Research Methodology
For the purpose of the study, researchers analyzed the brain scans of 102 male and female U-2 pilots and compared them with the brain scans of 91 people of similar demographic and health profile.
The analysis revealed that the U-2 pilots had 295 percent more lesions and close to 400 percent more brain lesions by volume vis-à-vis the non-pilots.
Decompression tends to send small bubbles, called emboli into the brain. The emboli may not make people ill but has the potency to cause harm, said study lead author Dr. Stephen McGuire, a neurologist with the U.S. Air Force School of Aerospace Medicine in San Antonio, Texas.
“If the bruise is not too severe, the brain recovers. We don’t really know what the long-term implications are,” averred McGuire.

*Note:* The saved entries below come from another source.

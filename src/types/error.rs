//! Unified Error Type System
//!
//! Centralized error types for the analysis pipeline. Provider failures are
//! classified into categories so the invoker can decide between waiting,
//! retrying, falling back to the synthetic generator, or aborting the run.
//!
//! ## Failure Taxonomy
//!
//! - **RateLimitDeny**: local rate budget refused a reservation (bounded wait, retry)
//! - **ProviderThrottled**: remote 429 ([`ErrorCategory::RateLimit`], backoff with jitter)
//! - **TransientProvider**: network / 5xx ([`ErrorCategory::Network`], [`ErrorCategory::Transient`])
//! - **FatalConfiguration**: no usable collaborator and fallback disabled ([`LensError::Config`])
//! - **Validation**: malformed collaborator output, contained to the affected rows

use std::time::Duration;
use thiserror::Error;

// =============================================================================
// Error Categories
// =============================================================================

/// Provider error categories used for retry routing
#[derive(Debug, Clone, Copy, PartialEq, Eq)]
pub enum ErrorCategory {
    /// Remote throttling (HTTP 429) - back off, then retry
    RateLimit,
    /// Request larger than the model context - retrying will not help
    TokenLimit,
    /// Credentials rejected - the collaborator is unusable
    Auth,
    /// Connectivity problem - retry
    Network,
    /// Endpoint or model missing
    Unavailable,
    /// Request rejected as invalid
    BadRequest,
    /// Response could not be decoded
    ParseError,
    /// Temporary server-side failure - retry
    Transient,
    /// Unclassified
    Unknown,
}

impl std::fmt::Display for ErrorCategory {
    fn fmt(&self, f: &mut std::fmt::Formatter<'_>) -> std::fmt::Result {
        let name = match self {
            Self::RateLimit => "RATE_LIMIT",
            Self::TokenLimit => "TOKEN_LIMIT",
            Self::Auth => "AUTH",
            Self::Network => "NETWORK",
            Self::Unavailable => "UNAVAILABLE",
            Self::BadRequest => "BAD_REQUEST",
            Self::ParseError => "PARSE_ERROR",
            Self::Transient => "TRANSIENT",
            Self::Unknown => "UNKNOWN",
        };
        f.write_str(name)
    }
}

impl ErrorCategory {
    /// Whether another attempt against the same collaborator may succeed
    pub fn is_retryable(&self) -> bool {
        matches!(
            self,
            Self::RateLimit | Self::Network | Self::Transient | Self::ParseError | Self::Unknown
        )
    }

    /// Whether the collaborator itself is misconfigured
    pub fn is_configuration(&self) -> bool {
        matches!(self, Self::Auth)
    }

    /// Whether this is remote throttling
    pub fn is_throttle(&self) -> bool {
        matches!(self, Self::RateLimit)
    }
}

// =============================================================================
// LLM Error
// =============================================================================

/// Collaborator error with category, provider context and retry hint
#[derive(Debug, Clone)]
pub struct LlmError {
    pub category: ErrorCategory,
    pub message: String,
    pub provider: Option<String>,
    /// Server supplied wait hint (`Retry-After` or "try again in" text)
    pub retry_after: Option<Duration>,
}

impl std::fmt::Display for LlmError {
    fn fmt(&self, f: &mut std::fmt::Formatter<'_>) -> std::fmt::Result {
        match &self.provider {
            Some(provider) => write!(f, "[{}:{}] {}", provider, self.category, self.message),
            None => write!(f, "[{}] {}", self.category, self.message),
        }
    }
}

impl std::error::Error for LlmError {}

impl LlmError {
    pub fn new(category: ErrorCategory, message: impl Into<String>) -> Self {
        Self {
            category,
            message: message.into(),
            provider: None,
            retry_after: None,
        }
    }

    pub fn with_provider(
        category: ErrorCategory,
        message: impl Into<String>,
        provider: impl Into<String>,
    ) -> Self {
        Self::new(category, message).provider(provider)
    }

    pub fn provider(mut self, provider: impl Into<String>) -> Self {
        self.provider = Some(provider.into());
        self
    }

    pub fn retry_after(mut self, duration: Duration) -> Self {
        self.retry_after = Some(duration);
        self
    }

    pub fn is_retryable(&self) -> bool {
        self.category.is_retryable()
    }
}

// =============================================================================
// Error Classifier
// =============================================================================

/// Maps raw provider failures onto [`ErrorCategory`]
pub struct ErrorClassifier;

impl ErrorClassifier {
    /// Classify a free-form error message
    pub fn classify(message: &str, provider: &str) -> LlmError {
        let lower = message.to_lowercase();
        let has = |needles: &[&str]| needles.iter().any(|n| lower.contains(n));

        let category = if has(&["rate limit", "429", "too many requests", "quota"]) {
            ErrorCategory::RateLimit
        } else if has(&["context length", "maximum context", "too large"]) {
            ErrorCategory::TokenLimit
        } else if has(&["401", "403", "api key", "unauthorized", "permission denied"]) {
            ErrorCategory::Auth
        } else if has(&["connection", "dns", "timed out", "timeout", "unreachable"]) {
            ErrorCategory::Network
        } else if has(&["502", "503", "504", "500", "overloaded", "server error"]) {
            ErrorCategory::Transient
        } else if has(&["404", "model not found", "does not exist"]) {
            ErrorCategory::Unavailable
        } else if has(&["400", "bad request", "invalid request"]) {
            ErrorCategory::BadRequest
        } else if has(&["json", "parse", "unexpected token", "expected value"]) {
            ErrorCategory::ParseError
        } else {
            ErrorCategory::Unknown
        };

        LlmError::with_provider(category, message, provider)
    }

    /// Classify an HTTP status code (more precise than message matching)
    pub fn classify_http_status(status: u16, message: &str, provider: &str) -> LlmError {
        let category = match status {
            429 => ErrorCategory::RateLimit,
            401 | 403 => ErrorCategory::Auth,
            400 | 422 => ErrorCategory::BadRequest,
            404 => ErrorCategory::Unavailable,
            408 | 409 | 500 | 502 | 503 | 504 => ErrorCategory::Transient,
            _ => ErrorCategory::Unknown,
        };
        LlmError::with_provider(category, message, provider)
    }
}

// =============================================================================
// Validation Error
// =============================================================================

/// Structured validation error for collaborator output and inputs
#[derive(Debug, Clone)]
pub struct ValidationError {
    pub kind: ValidationErrorKind,
    pub field: Option<String>,
    pub message: String,
}

impl std::fmt::Display for ValidationError {
    fn fmt(&self, f: &mut std::fmt::Formatter<'_>) -> std::fmt::Result {
        match &self.field {
            Some(field) => write!(f, "Validation failed for '{}': {}", field, self.message),
            None => write!(f, "Validation failed: {}", self.message),
        }
    }
}

impl std::error::Error for ValidationError {}

impl ValidationError {
    pub fn new(kind: ValidationErrorKind, message: impl Into<String>) -> Self {
        Self {
            kind,
            field: None,
            message: message.into(),
        }
    }

    pub fn with_field(mut self, field: impl Into<String>) -> Self {
        self.field = Some(field.into());
        self
    }
}

#[derive(Debug, Clone, Copy, PartialEq, Eq)]
pub enum ValidationErrorKind {
    /// Response was not the expected JSON shape
    Schema,
    /// Response carried fewer records than comments sent
    MissingRecord,
    /// Input rows are not usable (empty set, duplicate ids)
    Input,
    /// Value outside its accepted range
    Range,
}

// =============================================================================
// Application Error
// =============================================================================

#[derive(Debug, Error)]
pub enum LensError {
    // -------------------------------------------------------------------------
    // System Errors (auto From impl)
    // -------------------------------------------------------------------------
    #[error("IO error: {0}")]
    Io(#[from] std::io::Error),

    #[error("JSON error: {0}")]
    Json(#[from] serde_json::Error),

    #[error("YAML error: {0}")]
    Yaml(#[from] serde_yaml::Error),

    // -------------------------------------------------------------------------
    // Provider Errors
    // -------------------------------------------------------------------------
    /// Collaborator failure with category and retry hint
    #[error("LLM error: {0}")]
    Llm(LlmError),

    /// Local rate budget refused the reservation
    #[error("Rate budget exhausted, retry in {wait:?}")]
    RateLimitDeny { wait: Duration },

    /// A batch could not be analyzed after every attempt
    #[error("Batch {batch_index} failed after {attempts} attempt(s): {reason}")]
    BatchFailed {
        batch_index: usize,
        attempts: u32,
        reason: String,
    },

    // -------------------------------------------------------------------------
    // Run Errors
    // -------------------------------------------------------------------------
    /// Unusable configuration; aborts the whole run
    #[error("Config error: {0}")]
    Config(String),

    #[error("{0}")]
    Validation(ValidationError),

    #[error("Timeout after {duration:?}: {operation}")]
    Timeout {
        operation: String,
        duration: Duration,
    },

    #[error("Run cancelled")]
    Cancelled,

    #[error("Pipeline error: {0}")]
    Pipeline(String),
}

impl From<LlmError> for LensError {
    fn from(err: LlmError) -> Self {
        LensError::Llm(err)
    }
}

impl From<ValidationError> for LensError {
    fn from(err: ValidationError) -> Self {
        LensError::Validation(err)
    }
}

impl From<figment::Error> for LensError {
    fn from(err: figment::Error) -> Self {
        LensError::Config(err.to_string())
    }
}

pub type Result<T> = std::result::Result<T, LensError>;

// =============================================================================
// Helper Functions
// =============================================================================

impl LensError {
    pub fn timeout(operation: impl Into<String>, duration: Duration) -> Self {
        Self::Timeout {
            operation: operation.into(),
            duration,
        }
    }

    pub fn config(message: impl Into<String>) -> Self {
        Self::Config(message.into())
    }

    pub fn input(message: impl Into<String>) -> Self {
        Self::Validation(ValidationError::new(ValidationErrorKind::Input, message))
    }

    /// Errors that must abort the run instead of being contained to a batch
    pub fn is_fatal(&self) -> bool {
        matches!(self, Self::Config(_))
    }

    /// Errors that another attempt may clear
    pub fn is_recoverable(&self) -> bool {
        match self {
            Self::Llm(e) => e.is_retryable(),
            Self::RateLimitDeny { .. } | Self::Timeout { .. } => true,
            _ => false,
        }
    }
}

// =============================================================================
// Tests
// =============================================================================

#[cfg(test)]
mod tests {
    use super::*;

    #[test]
    fn test_error_category_display() {
        assert_eq!(ErrorCategory::RateLimit.to_string(), "RATE_LIMIT");
        assert_eq!(ErrorCategory::Transient.to_string(), "TRANSIENT");
        assert_eq!(ErrorCategory::Auth.to_string(), "AUTH");
    }

    #[test]
    fn test_error_category_routing() {
        assert!(ErrorCategory::RateLimit.is_retryable());
        assert!(ErrorCategory::RateLimit.is_throttle());
        assert!(ErrorCategory::Network.is_retryable());
        assert!(ErrorCategory::Transient.is_retryable());
        assert!(!ErrorCategory::Auth.is_retryable());
        assert!(ErrorCategory::Auth.is_configuration());
        assert!(!ErrorCategory::BadRequest.is_retryable());
        assert!(!ErrorCategory::TokenLimit.is_retryable());
    }

    #[test]
    fn test_classify_messages() {
        let cases = [
            ("Rate limit reached for gpt-4o-mini", ErrorCategory::RateLimit),
            (
                "This model's maximum context length is 128000",
                ErrorCategory::TokenLimit,
            ),
            ("Incorrect API key provided", ErrorCategory::Auth),
            (
                "error sending request: connection refused",
                ErrorCategory::Network,
            ),
            ("The server is overloaded", ErrorCategory::Transient),
            (
                "expected value at line 1 column 1 (json)",
                ErrorCategory::ParseError,
            ),
            ("Something odd", ErrorCategory::Unknown),
        ];
        for (message, expected) in cases {
            let err = ErrorClassifier::classify(message, "openai");
            assert_eq!(err.category, expected, "message: {}", message);
        }
    }

    #[test]
    fn test_classify_http_status() {
        let throttled = ErrorClassifier::classify_http_status(429, "slow down", "openai");
        assert_eq!(throttled.category, ErrorCategory::RateLimit);

        let auth = ErrorClassifier::classify_http_status(401, "Unauthorized", "openai");
        assert_eq!(auth.category, ErrorCategory::Auth);

        let server = ErrorClassifier::classify_http_status(503, "unavailable", "openai");
        assert_eq!(server.category, ErrorCategory::Transient);
    }

    #[test]
    fn test_llm_error_display() {
        let err = LlmError::with_provider(ErrorCategory::RateLimit, "Too many requests", "openai");
        assert_eq!(err.to_string(), "[openai:RATE_LIMIT] Too many requests");

        let bare = LlmError::new(ErrorCategory::Network, "Connection failed");
        assert_eq!(bare.to_string(), "[NETWORK] Connection failed");
    }

    #[test]
    fn test_lens_error_fatality() {
        assert!(LensError::config("no collaborator").is_fatal());
        assert!(!LensError::Cancelled.is_fatal());
        assert!(
            LensError::RateLimitDeny {
                wait: Duration::from_millis(10)
            }
            .is_recoverable()
        );
        assert!(!LensError::input("empty").is_recoverable());
    }
}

In addition to pilots, miners, mountain climbers and scuba divers are affected by decompression sickness, also known as ‘bends’. The condition occurs when the atmospheric pressure around a person dips. The blood tends to boil at low pressures.
The Phenomenon Explained
“Tiny bubbles of nitrogen gas form in the blood and coalesce in the blood vessels of the joints. Bubbles can also coalesce in the blood vessels of the skin, causing itching and skin rash. Most dangerously, the blood vessels of the brain and spinal cord can be involved, causing multiple small strokes,” Dr. Adam Bender, a neurologist said explaining the phenomenon.
The effect of bends is thus “similar to the bubbles seen when you quickly open a bottle of soda or champagne.”
The symptoms of lesions range from slightly slowed thought process to relentless speech difficulty, perplexity and unresponsiveness.
The findings of the study have been published in journal Neurology.